■ WHAT TO DO:
Scan the data below for the string "much". Copy every line where it appears.

..............................

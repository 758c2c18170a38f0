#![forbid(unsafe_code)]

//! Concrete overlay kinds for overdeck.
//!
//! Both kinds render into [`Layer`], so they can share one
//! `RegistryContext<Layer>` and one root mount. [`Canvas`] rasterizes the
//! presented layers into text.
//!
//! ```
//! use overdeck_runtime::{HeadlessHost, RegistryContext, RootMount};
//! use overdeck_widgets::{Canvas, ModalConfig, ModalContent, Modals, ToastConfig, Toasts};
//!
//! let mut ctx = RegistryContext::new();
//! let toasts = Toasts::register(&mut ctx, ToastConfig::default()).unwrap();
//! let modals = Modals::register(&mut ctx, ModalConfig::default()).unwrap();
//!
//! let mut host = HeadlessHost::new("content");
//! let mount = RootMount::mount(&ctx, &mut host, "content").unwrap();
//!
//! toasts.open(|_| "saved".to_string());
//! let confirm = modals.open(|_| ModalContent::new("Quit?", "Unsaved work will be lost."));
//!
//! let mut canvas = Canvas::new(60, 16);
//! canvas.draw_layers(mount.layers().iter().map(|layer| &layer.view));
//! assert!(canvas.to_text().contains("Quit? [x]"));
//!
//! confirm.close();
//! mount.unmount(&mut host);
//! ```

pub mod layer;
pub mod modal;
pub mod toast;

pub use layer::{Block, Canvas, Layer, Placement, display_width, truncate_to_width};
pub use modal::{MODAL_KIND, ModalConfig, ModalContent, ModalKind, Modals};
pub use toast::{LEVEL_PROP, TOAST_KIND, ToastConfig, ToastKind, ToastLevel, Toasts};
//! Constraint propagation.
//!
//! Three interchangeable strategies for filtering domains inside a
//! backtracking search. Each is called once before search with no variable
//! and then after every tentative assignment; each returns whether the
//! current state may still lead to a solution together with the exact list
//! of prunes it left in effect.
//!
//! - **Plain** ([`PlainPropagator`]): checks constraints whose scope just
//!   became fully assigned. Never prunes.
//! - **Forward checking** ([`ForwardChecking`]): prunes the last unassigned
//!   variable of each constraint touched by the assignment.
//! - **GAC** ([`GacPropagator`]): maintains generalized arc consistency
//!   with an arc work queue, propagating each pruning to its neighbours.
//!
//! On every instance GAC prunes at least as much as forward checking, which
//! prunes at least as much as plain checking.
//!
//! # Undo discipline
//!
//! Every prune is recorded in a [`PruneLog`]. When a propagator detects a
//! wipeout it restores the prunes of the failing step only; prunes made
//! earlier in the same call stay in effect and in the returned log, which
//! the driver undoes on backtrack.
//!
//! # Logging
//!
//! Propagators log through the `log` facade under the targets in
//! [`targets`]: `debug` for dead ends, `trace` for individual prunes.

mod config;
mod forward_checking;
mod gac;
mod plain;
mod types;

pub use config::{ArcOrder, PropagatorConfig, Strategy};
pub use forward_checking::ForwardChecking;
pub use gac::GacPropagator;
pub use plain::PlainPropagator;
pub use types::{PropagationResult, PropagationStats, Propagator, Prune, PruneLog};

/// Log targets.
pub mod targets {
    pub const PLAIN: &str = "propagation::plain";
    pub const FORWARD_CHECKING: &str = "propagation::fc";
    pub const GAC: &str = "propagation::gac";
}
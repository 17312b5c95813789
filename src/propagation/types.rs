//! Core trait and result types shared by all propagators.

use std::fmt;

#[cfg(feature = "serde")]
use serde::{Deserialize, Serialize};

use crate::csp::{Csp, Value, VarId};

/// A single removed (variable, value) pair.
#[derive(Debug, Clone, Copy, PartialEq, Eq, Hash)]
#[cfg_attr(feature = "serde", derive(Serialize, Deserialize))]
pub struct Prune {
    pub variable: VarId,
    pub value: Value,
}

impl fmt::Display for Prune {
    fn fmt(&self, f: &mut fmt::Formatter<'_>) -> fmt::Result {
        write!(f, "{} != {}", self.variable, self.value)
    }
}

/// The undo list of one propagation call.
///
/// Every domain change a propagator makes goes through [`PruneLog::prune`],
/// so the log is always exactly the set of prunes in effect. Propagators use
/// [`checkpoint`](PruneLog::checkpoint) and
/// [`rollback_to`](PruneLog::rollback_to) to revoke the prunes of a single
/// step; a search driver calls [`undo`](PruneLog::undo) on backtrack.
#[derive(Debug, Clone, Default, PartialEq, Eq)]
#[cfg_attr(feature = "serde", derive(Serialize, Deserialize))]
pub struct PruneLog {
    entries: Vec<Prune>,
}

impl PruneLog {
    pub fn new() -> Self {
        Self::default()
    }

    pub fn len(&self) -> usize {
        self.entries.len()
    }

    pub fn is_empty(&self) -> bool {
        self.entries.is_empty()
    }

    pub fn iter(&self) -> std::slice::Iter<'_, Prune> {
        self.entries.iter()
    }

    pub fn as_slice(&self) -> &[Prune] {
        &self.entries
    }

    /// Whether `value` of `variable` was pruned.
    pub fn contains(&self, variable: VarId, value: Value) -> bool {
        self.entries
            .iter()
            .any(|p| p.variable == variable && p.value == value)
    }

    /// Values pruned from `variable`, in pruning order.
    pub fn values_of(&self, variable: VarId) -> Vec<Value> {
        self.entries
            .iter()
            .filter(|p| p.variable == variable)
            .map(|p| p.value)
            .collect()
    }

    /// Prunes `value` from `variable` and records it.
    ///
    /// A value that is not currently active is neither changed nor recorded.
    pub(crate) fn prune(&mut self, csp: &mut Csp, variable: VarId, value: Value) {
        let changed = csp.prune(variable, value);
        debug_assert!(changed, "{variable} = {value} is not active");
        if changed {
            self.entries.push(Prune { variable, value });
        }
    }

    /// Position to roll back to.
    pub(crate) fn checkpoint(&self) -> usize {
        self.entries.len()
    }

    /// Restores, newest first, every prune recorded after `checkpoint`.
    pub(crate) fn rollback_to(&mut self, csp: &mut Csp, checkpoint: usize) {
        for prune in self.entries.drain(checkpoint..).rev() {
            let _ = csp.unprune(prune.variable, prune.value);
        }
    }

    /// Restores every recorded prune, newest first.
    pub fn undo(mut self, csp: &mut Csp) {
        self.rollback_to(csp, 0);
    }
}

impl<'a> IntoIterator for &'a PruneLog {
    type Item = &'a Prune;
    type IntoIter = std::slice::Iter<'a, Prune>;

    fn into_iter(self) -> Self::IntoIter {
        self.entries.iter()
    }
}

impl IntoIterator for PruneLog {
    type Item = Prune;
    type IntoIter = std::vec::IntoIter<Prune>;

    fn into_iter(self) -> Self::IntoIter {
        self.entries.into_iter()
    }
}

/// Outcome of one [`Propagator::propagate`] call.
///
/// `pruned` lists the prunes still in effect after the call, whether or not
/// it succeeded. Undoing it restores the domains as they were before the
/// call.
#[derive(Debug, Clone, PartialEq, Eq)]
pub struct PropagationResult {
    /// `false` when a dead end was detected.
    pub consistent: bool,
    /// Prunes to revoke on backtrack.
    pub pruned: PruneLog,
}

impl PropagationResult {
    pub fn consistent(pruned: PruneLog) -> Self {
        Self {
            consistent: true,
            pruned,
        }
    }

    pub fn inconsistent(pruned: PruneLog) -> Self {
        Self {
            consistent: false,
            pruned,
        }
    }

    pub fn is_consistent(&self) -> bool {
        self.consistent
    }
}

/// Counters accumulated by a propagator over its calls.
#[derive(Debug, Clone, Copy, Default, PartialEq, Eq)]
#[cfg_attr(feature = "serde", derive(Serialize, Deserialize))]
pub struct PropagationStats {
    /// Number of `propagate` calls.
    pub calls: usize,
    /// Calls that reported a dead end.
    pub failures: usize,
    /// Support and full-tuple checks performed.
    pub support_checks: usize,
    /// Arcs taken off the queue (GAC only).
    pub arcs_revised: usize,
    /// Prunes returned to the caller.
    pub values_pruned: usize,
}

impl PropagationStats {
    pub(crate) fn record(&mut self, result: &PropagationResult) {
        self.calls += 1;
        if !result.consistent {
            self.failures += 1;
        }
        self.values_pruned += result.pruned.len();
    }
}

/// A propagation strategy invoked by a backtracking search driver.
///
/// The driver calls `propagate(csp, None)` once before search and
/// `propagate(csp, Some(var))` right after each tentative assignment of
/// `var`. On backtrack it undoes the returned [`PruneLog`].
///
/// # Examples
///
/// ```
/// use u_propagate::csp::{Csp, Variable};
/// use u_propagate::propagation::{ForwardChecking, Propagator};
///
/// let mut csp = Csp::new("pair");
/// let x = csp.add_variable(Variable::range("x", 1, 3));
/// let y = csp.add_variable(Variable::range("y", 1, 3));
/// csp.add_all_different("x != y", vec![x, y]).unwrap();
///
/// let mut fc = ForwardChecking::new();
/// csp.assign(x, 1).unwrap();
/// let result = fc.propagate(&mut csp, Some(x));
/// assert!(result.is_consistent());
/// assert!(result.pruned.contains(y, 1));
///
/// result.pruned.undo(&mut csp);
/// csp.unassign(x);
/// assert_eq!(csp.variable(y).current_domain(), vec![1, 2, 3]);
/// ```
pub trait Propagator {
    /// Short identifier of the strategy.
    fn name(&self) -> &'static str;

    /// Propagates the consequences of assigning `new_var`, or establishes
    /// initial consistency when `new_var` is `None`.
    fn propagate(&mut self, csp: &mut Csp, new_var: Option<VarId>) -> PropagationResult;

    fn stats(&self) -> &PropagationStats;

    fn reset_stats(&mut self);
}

..............................

■ ANSWER FOR THIS EXERCISE:
//! On every instance GAC prunes at least as much as forward checking, which
//! prunes at least as much as plain checking.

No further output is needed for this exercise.